Maurice Goerges, ‎Manager Marketing & Sales Asia Pacific - Bundesliga

Focus on Youth

And while the fans remain loyal, the quality of football across the Bundesliga also ensures the numbers in the stands never dwindle. One major factor that contributors to this, are the goals. The 16 clubs in the Bundesliga put together have consistently scored more goals in the last 55 seasons than any other league in Europe.

What also works for these clubs is that they are comfortable in their identity. They don’t want to break the bank and buy one expensive player. Rather, most of the league comprises of German players who have been groomed in the youth academies of Bundesliga clubs.

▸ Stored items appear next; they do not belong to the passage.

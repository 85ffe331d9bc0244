//! Clauses, aka. a collection of literals, interpreted as the disjunction of those literals.
//!
//! The canonical representation of a clause is as a vector of literals.
//!
//! ```rust
//! # use clue_sat::structures::literal::{CLiteral, Literal};
//! # use clue_sat::structures::clause::Clause;
//! let clause = vec![CLiteral::new(23, true), CLiteral::new(41, false), CLiteral::new(3, false)];
//!
//! assert_eq!(clause.size(), 3);
//! assert_eq!(clause.as_string(), "23 -41 -3");
//! assert_eq!(clause.atoms().collect::<Vec<_>>(), vec![23, 41, 3]);
//!
//! let mut some_valuation = vec![Some(false); 42];
//! assert_eq!(clause.value_on(&some_valuation), Some(true));
//!
//! some_valuation[41] = Some(true);
//! some_valuation[3] = Some(true);
//! assert_eq!(clause.value_on(&some_valuation), Some(false));
//!
//! some_valuation[23] = None;
//! assert_eq!(clause.value_on(&some_valuation), None);
//! ```
//!
//! - The empty clause is always false (never true).
//! - Single literals are identified with the clause containing that literal (aka. a 'unit' clause --- where the 'unit' is the literal).

use crate::structures::{
    atom::Atom,
    literal::{CLiteral, Literal},
};

/// The canonical representation of a clause.
pub type CClause = Vec<CLiteral>;

/// The clause trait.
pub trait Clause {
    /// A string of the literals in the clause, in integer form and separated by a space.
    fn as_string(&self) -> String;

    /// An iterator over all literals in the clause, in the order given.
    fn literals(&self) -> impl Iterator<Item = &CLiteral>;

    /// The number of literals in the clause.
    fn size(&self) -> usize;

    /// An iterator over all atoms in the clause.
    fn atoms(&self) -> impl Iterator<Item = Atom> {
        self.literals().map(|literal| literal.atom())
    }

    /// The value of the clause on a (partial) valuation, indexed by atom.
    ///
    /// - Some(true), if some literal is true on the valuation.
    /// - Some(false), if every literal is false on the valuation.
    /// - None, otherwise.
    fn value_on(&self, valuation: &[Option<bool>]) -> Option<bool> {
        let mut undetermined = false;
        for literal in self.literals() {
            match valuation.get(literal.atom() as usize).copied().flatten() {
                Some(value) if value == literal.polarity() => return Some(true),
                Some(_) => {}
                None => undetermined = true,
            }
        }
        match undetermined {
            true => None,
            false => Some(false),
        }
    }
}

impl Clause for [CLiteral] {
    fn as_string(&self) -> String {
        self.iter()
            .map(|literal| literal.to_string())
            .collect::<Vec<_>>()
            .join(" ")
    }

    fn literals(&self) -> impl Iterator<Item = &CLiteral> {
        self.iter()
    }

    fn size(&self) -> usize {
        self.len()
    }
}

impl Clause for CClause {
    fn as_string(&self) -> String {
        self.as_slice().as_string()
    }

    fn literals(&self) -> impl Iterator<Item = &CLiteral> {
        self.iter()
    }

    fn size(&self) -> usize {
        self.len()
    }
}
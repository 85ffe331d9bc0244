//! Abstract elements of a game and of a formula, and their representation.
//!
//! - [Entities](entity) and [categories](entity::Category) are the elements of a game.
//! - [Atoms](atom), [literals](literal) and [clauses](clause) are the elements of a formula.
//!
//! The two are connected by the [encoder](crate::db::encoder), which names each fact about a game with an atom.

pub mod atom;
pub mod clause;
pub mod entity;
pub mod literal;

Each of the 32 clubs in Germany’s top two divisions have world-class youth academies with top quality facilities, coaches and training grounds. In fact, a youth academy is a compulsory licensing criteria in Germany with clubs spending over 1.39 billion euros on the youth system since 2002.

The decision to do so was borne out of compulsion back in 2000 when the German national team made a first round exit from the Euros.

In 2000, German football was really at the bottom. The German national team went out of the Euros. We had more than 60 percent foreign players in our league. The average age of a national player was almost 30 so the German FA said we have to change something. That was the birth of the youth academies in 2001.
Maurice Goerges, ‎Manager Marketing & Sales Asia Pacific - Bundesliga

Two decades town the line, the average age of a contracted German player has dropped from 30 to 24 with stars like Mats Hummels, Mesut Ozil, Manuel Neuer, Marco Reus, Mario Gomez all owing their careers to the solid base German football has formed over the years.

These are also the very men who go into this June’s World Cup with the hopes of a nation that has a bond with football like no other.

(In India, you can watch the Bundesliga every weekend on Star Sports Select)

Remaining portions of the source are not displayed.